Put $ A=-B $ in equation (III):
$\begin{align}
& A-2C=0 \\
& -B-2C=0
\end{align}$ (IV)
Multiply by 2 in equation (II) and add with equation (IV):
$\begin{align}
& +\text{ }\underline{\begin{align}
& -4B+2C=6 \\
& -B-2C=0
\end{align}} \\
& \text{ }-5B=6 \\
\end{align}$
Divide both sides by $-5$ as given below:
$\begin{align}
& \left( \frac{-5B}{-5} \right)=\frac{6}{-5} \\
& B=-\frac{6}{5}
\end{align}$
So, the value of $ B $ is $-\frac{6}{5}$.

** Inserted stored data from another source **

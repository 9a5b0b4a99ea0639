//! 로깅 초기화
//!
//! 바이너리마다 한 번 호출합니다. 환경에 따라 출력 형식과 기본 레벨이 달라지고
//! `RUST_LOG`가 설정되어 있으면 그것이 우선합니다.
//!
//! | env   | format  | default level |
//! |-------|---------|---------------|
//! | local | pretty  | debug         |
//! | dev   | compact | debug         |
//! | prod  | json    | info          |

use crate::config::AppEnv;
use anyhow::Result;
use tracing_subscriber::{fmt, EnvFilter};

pub fn default_level(env: AppEnv) -> &'static str {
    match env {
        AppEnv::Local | AppEnv::Dev => "debug",
        AppEnv::Prod => "info",
    }
}

fn env_filter(env: AppEnv) -> EnvFilter {
    EnvFilter::try_from_default_env().unwrap_or_else(|_| EnvFilter::new(default_level(env)))
}

/// 전역 subscriber를 설치합니다. 두 번째 호출은 에러를 반환합니다.
pub fn init_tracing(env: AppEnv) -> Result<()> {
    let builder = fmt().with_env_filter(env_filter(env)).with_target(true);

    let installed = match env {
        AppEnv::Local => builder.pretty().try_init(),
        AppEnv::Dev => builder.compact().try_init(),
        AppEnv::Prod => builder.json().with_current_span(false).try_init(),
    };

    installed.map_err(|e| anyhow::anyhow!("로깅 초기화 실패: {e}"))
}
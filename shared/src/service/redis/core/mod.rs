pub mod redis_get_key;
//! Prometheus 메트릭 정의

use lazy_static::lazy_static;
use prometheus::{register_int_counter_vec, IntCounterVec};

lazy_static! {
    // gRPC 메트릭
    pub static ref GRPC_REQUESTS_TOTAL: IntCounterVec = register_int_counter_vec!(
        "grpc_requests_total",
        "Total gRPC requests by method",
        &["method"]
    )
    .expect("Failed to register gRPC requests counter");
}

/// RPC 진입 시 호출합니다.
pub fn record_request(method: &str) {
    GRPC_REQUESTS_TOTAL.with_label_values(&[method]).inc();
}
//! Capability traits for dependency injection
//!
//! Services receive these as `Arc<dyn Trait>` so tests can swap in in-memory
//! implementations without a database or cache.

use crate::model::{NewPhoto, NewUser, PhotoRecord, UserRecord};
use crate::security::TokenPair;
use crate::tool::error::AppError;
use async_trait::async_trait;
use std::time::Duration;

// ============================================================================
// USER STORE
// ============================================================================

#[async_trait]
pub trait UserSaver: Send + Sync {
    /// Persists a user and returns its id.
    ///
    /// # Errors
    /// `AppError::UserAlreadyExists` when the store rejects the email as a duplicate.
    async fn save_user(&self, user: NewUser) -> Result<i64, AppError>;
}

#[async_trait]
pub trait UserProvider: Send + Sync {
    async fn find_user_by_email(&self, email: &str) -> Result<Option<UserRecord>, AppError>;
    async fn find_user_by_id(&self, user_id: i64) -> Result<Option<UserRecord>, AppError>;
}

// ============================================================================
// TOKEN STORE
// ============================================================================

/// Cache of the most recently issued pair per user.
#[async_trait]
pub trait TokenSaver: Send + Sync {
    async fn save_token_pair(
        &self,
        user_id: i64,
        pair: &TokenPair,
        access_ttl: Duration,
        refresh_ttl: Duration,
    ) -> Result<(), AppError>;
}

// ============================================================================
// PHOTO STORE
// ============================================================================

#[async_trait]
pub trait PhotoStore: Send + Sync {
    async fn save_photo(&self, photo: NewPhoto) -> Result<i64, AppError>;
    async fn get_photo(&self, photo_id: i64) -> Result<Option<PhotoRecord>, AppError>;
    async fn get_user_photos(&self, user_id: i64) -> Result<Vec<PhotoRecord>, AppError>;
}

/// Remote object storage that accepts raw bytes and hands back a public URL.
#[async_trait]
pub trait ObjectStorage: Send + Sync {
    async fn put_object(&self, filename: &str, data: Vec<u8>) -> Result<String, AppError>;
}
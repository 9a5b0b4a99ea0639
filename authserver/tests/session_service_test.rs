mod common;

use common::{harness, harness_with, test_codec, InMemoryUserStore, SpyTokenStore};
use shared::config::AdminSeed;
use shared::security::{SecurityError, TokenKind};
use shared::tool::error::AppError;
use std::time::Duration;

fn s(v: &str) -> String {
    v.to_string()
}

#[tokio::test]
async fn test_register_issues_pair_for_new_user() {
    let h = harness();

    let pair = h
        .svc
        .register(s("alice"), s("a@b.com"), s("hunter2"))
        .await
        .unwrap();

    let user = h.users.user_by_email("a@b.com").unwrap();
    assert!(!user.is_admin);
    assert_ne!(user.password_hash, "hunter2");

    let codec = test_codec();
    let access = codec.parse(&pair.access_token).unwrap();
    let refresh = codec.parse(&pair.refresh_token).unwrap();
    assert_eq!(access.subject, user.id);
    assert_eq!(access.kind, TokenKind::Access);
    assert_eq!(refresh.subject, user.id);
    assert_eq!(refresh.kind, TokenKind::Refresh);
    assert_eq!(access.issued_at, refresh.issued_at);
}

#[tokio::test]
async fn test_register_twice_fails_user_already_exists() {
    let h = harness();

    h.svc
        .register(s("alice"), s("a@b.com"), s("pw1"))
        .await
        .unwrap();
    let err = h
        .svc
        .register(s("alice2"), s("a@b.com"), s("pw2"))
        .await
        .unwrap_err();

    assert!(matches!(err, AppError::UserAlreadyExists(email) if email == "a@b.com"));
    assert_eq!(h.users.save_count(), 1);
}

#[tokio::test]
async fn test_register_empty_password_has_no_side_effects() {
    let h = harness();

    let err = h
        .svc
        .register(s("alice"), s("a@b.com"), s(""))
        .await
        .unwrap_err();

    assert!(matches!(err, AppError::MissingField(field) if field == "password"));
    assert_eq!(h.users.lookup_count(), 0);
    assert_eq!(h.users.save_count(), 0);
    assert_eq!(h.tokens.save_count(), 0);
}

#[tokio::test]
async fn test_register_empty_email_has_no_side_effects() {
    let h = harness();

    let err = h
        .svc
        .register(s("alice"), s(""), s("pw"))
        .await
        .unwrap_err();

    assert!(matches!(err, AppError::MissingField(field) if field == "email"));
    assert_eq!(h.users.lookup_count(), 0);
    assert_eq!(h.users.save_count(), 0);
}

#[tokio::test]
async fn test_register_caches_pair_with_codec_lifetimes() {
    let h = harness();

    let pair = h
        .svc
        .register(s("alice"), s("a@b.com"), s("pw"))
        .await
        .unwrap();

    let saved = h.tokens.saved.lock().unwrap();
    assert_eq!(saved.len(), 1);
    let (user_id, cached, access_ttl, refresh_ttl) = &saved[0];
    assert_eq!(*user_id, pair.subject);
    assert_eq!(cached, &pair);
    assert_eq!(*access_ttl, Duration::from_secs(15 * 60));
    assert_eq!(*refresh_ttl, Duration::from_secs(7 * 24 * 60 * 60));
}

#[tokio::test]
async fn test_token_cache_failure_does_not_fail_register_or_login() {
    let h = harness_with(InMemoryUserStore::default(), SpyTokenStore::failing());

    let registered = h
        .svc
        .register(s("alice"), s("a@b.com"), s("pw"))
        .await
        .unwrap();
    let logged_in = h.svc.login(s("a@b.com"), s("pw")).await.unwrap();

    assert_eq!(registered.subject, logged_in.subject);
    assert!(!logged_in.access_token.is_empty());
}

#[tokio::test]
async fn test_login_with_correct_password() {
    let h = harness();
    let registered = h
        .svc
        .register(s("alice"), s("a@b.com"), s("pw"))
        .await
        .unwrap();

    let pair = h.svc.login(s("a@b.com"), s("pw")).await.unwrap();

    let parsed = test_codec().parse_access(&pair.access_token).unwrap();
    assert_eq!(parsed.subject, registered.subject);
    assert_eq!(h.tokens.save_count(), 2);
}

#[tokio::test]
async fn test_login_failures_are_indistinguishable() {
    let h = harness();
    h.svc
        .register(s("alice"), s("a@b.com"), s("right"))
        .await
        .unwrap();

    let wrong_password = h.svc.login(s("a@b.com"), s("wrong")).await.unwrap_err();
    let unknown_email = h.svc.login(s("nobody@b.com"), s("right")).await.unwrap_err();

    assert!(matches!(wrong_password, AppError::InvalidCredentials));
    assert!(matches!(unknown_email, AppError::InvalidCredentials));
    assert_eq!(h.tokens.save_count(), 1);
}

#[tokio::test]
async fn test_login_missing_fields() {
    let h = harness();

    assert!(matches!(
        h.svc.login(s(""), s("pw")).await,
        Err(AppError::MissingField(_))
    ));
    assert!(matches!(
        h.svc.login(s("a@b.com"), s("")).await,
        Err(AppError::MissingField(_))
    ));
    assert_eq!(h.users.lookup_count(), 0);
}

#[tokio::test]
async fn test_store_failure_is_not_masked_as_invalid_credentials() {
    let h = harness_with(
        InMemoryUserStore::failing(AppError::DatabaseConnection("refused".into())),
        SpyTokenStore::default(),
    );

    let err = h.svc.login(s("a@b.com"), s("pw")).await.unwrap_err();
    assert!(matches!(err, AppError::DatabaseConnection(_)));

    let err = h.svc.is_admin(3).await.unwrap_err();
    assert!(matches!(err, AppError::DatabaseConnection(_)));
}

#[tokio::test]
async fn test_is_admin() {
    let h = harness();
    let regular = h
        .svc
        .register(s("alice"), s("a@b.com"), s("pw"))
        .await
        .unwrap();
    let admin_id = h
        .svc
        .ensure_admin(&AdminSeed {
            username: s("root"),
            email: s("root@b.com"),
            password: s("rootpw"),
        })
        .await
        .unwrap();

    assert!(!h.svc.is_admin(regular.subject).await.unwrap());
    assert!(h.svc.is_admin(admin_id).await.unwrap());
}

#[tokio::test]
async fn test_is_admin_unknown_user_is_false() {
    let h = harness();

    assert!(!h.svc.is_admin(4242).await.unwrap());
}

#[tokio::test]
async fn test_is_admin_zero_id_is_missing_field() {
    let h = harness();

    let err = h.svc.is_admin(0).await.unwrap_err();
    assert!(matches!(err, AppError::MissingField(field) if field == "user_id"));
    assert_eq!(h.users.lookup_count(), 0);
}

#[tokio::test]
async fn test_ensure_admin_is_idempotent() {
    let h = harness();
    let seed = AdminSeed {
        username: s("root"),
        email: s("root@b.com"),
        password: s("rootpw"),
    };

    let first = h.svc.ensure_admin(&seed).await.unwrap();
    let second = h.svc.ensure_admin(&seed).await.unwrap();

    assert_eq!(first, second);
    assert_eq!(h.users.save_count(), 1);
    // 시드된 관리자도 일반 로그인 가능
    assert!(h.svc.login(s("root@b.com"), s("rootpw")).await.is_ok());
}

#[tokio::test]
async fn test_refresh_returns_pair_for_same_subject() {
    let h = harness();
    let registered = h
        .svc
        .register(s("alice"), s("a@b.com"), s("pw"))
        .await
        .unwrap();

    let refreshed = h.svc.refresh(registered.refresh_token.clone()).await.unwrap();

    assert_eq!(refreshed.subject, registered.subject);
    let codec = test_codec();
    assert_eq!(
        codec.parse_access(&refreshed.access_token).unwrap().subject,
        registered.subject
    );
    // 이전 refresh 토큰은 만료 전까지 유효
    assert!(codec.parse(&registered.refresh_token).is_ok());
    assert_eq!(h.tokens.save_count(), 2);
}

#[tokio::test]
async fn test_refresh_with_access_token_is_wrong_kind() {
    let h = harness();
    let registered = h
        .svc
        .register(s("alice"), s("a@b.com"), s("pw"))
        .await
        .unwrap();

    let err = h.svc.refresh(registered.access_token).await.unwrap_err();

    assert!(matches!(
        err,
        AppError::Security(SecurityError::WrongTokenKind {
            expected: TokenKind::Refresh,
            actual: TokenKind::Access,
        })
    ));
}

#[tokio::test]
async fn test_refresh_rejects_garbage_and_empty() {
    let h = harness();

    assert!(matches!(
        h.svc.refresh(s("not.a.jwt")).await,
        Err(AppError::Security(SecurityError::MalformedToken))
    ));
    assert!(matches!(
        h.svc.refresh(s("")).await,
        Err(AppError::MissingField(_))
    ));
    assert_eq!(h.tokens.save_count(), 0);
}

Then, put the value of $ B $ in equation (IV) to get the value of $ C $:
$\begin{align}
& -B-2C=0 \\
& -\left( -\frac{6}{5} \right)-2C=0 \\
& 2C=-\frac{6}{5} \\
& C=-\frac{6}{10}
\end{align}$
As $ A=-B $, $ A=\frac{6}{5}$
Put the values of $ A,\,\,B,\text{ and }C $ in the given equation, and define the partial fraction decomposition:
$\begin{align}
& \frac{3x}{\left( x-2 \right)\left( {{x}^{2}}+1 \right)}=\frac{A}{\left( x-2 \right)}+\frac{Bx+C}{{{x}^{2}}+1} \\
& =\frac{\frac{6}{5}}{\left( x-2 \right)}+\frac{-\frac{6}{5}x-\frac{6}{10}}{{{x}^{2}}+1} \\
& =\frac{6}{5\left( x-2 \right)}+\frac{\frac{-12x-6}{10}}{{{x}^{2}}+1} \\
& =\frac{6}{5\left( x-2 \right)}-\frac{\not{2}\left( 6x+3 \right)}{1\not{0}\left( {{x}^{2}}+1 \right)} \\
& =\frac{6}{5\left( x-2 \right)}-\frac{\left( 6x+3 \right)}{5\left( {{x}^{2}}+1 \right)}
\end{align}$
Thus, the partial fraction decomposition of the rational expression is $\frac{6}{5\left( x-2 \right)}-\frac{\left( 6x+3 \right)}{5\left( {{x}^{2}}+1 \right)}$.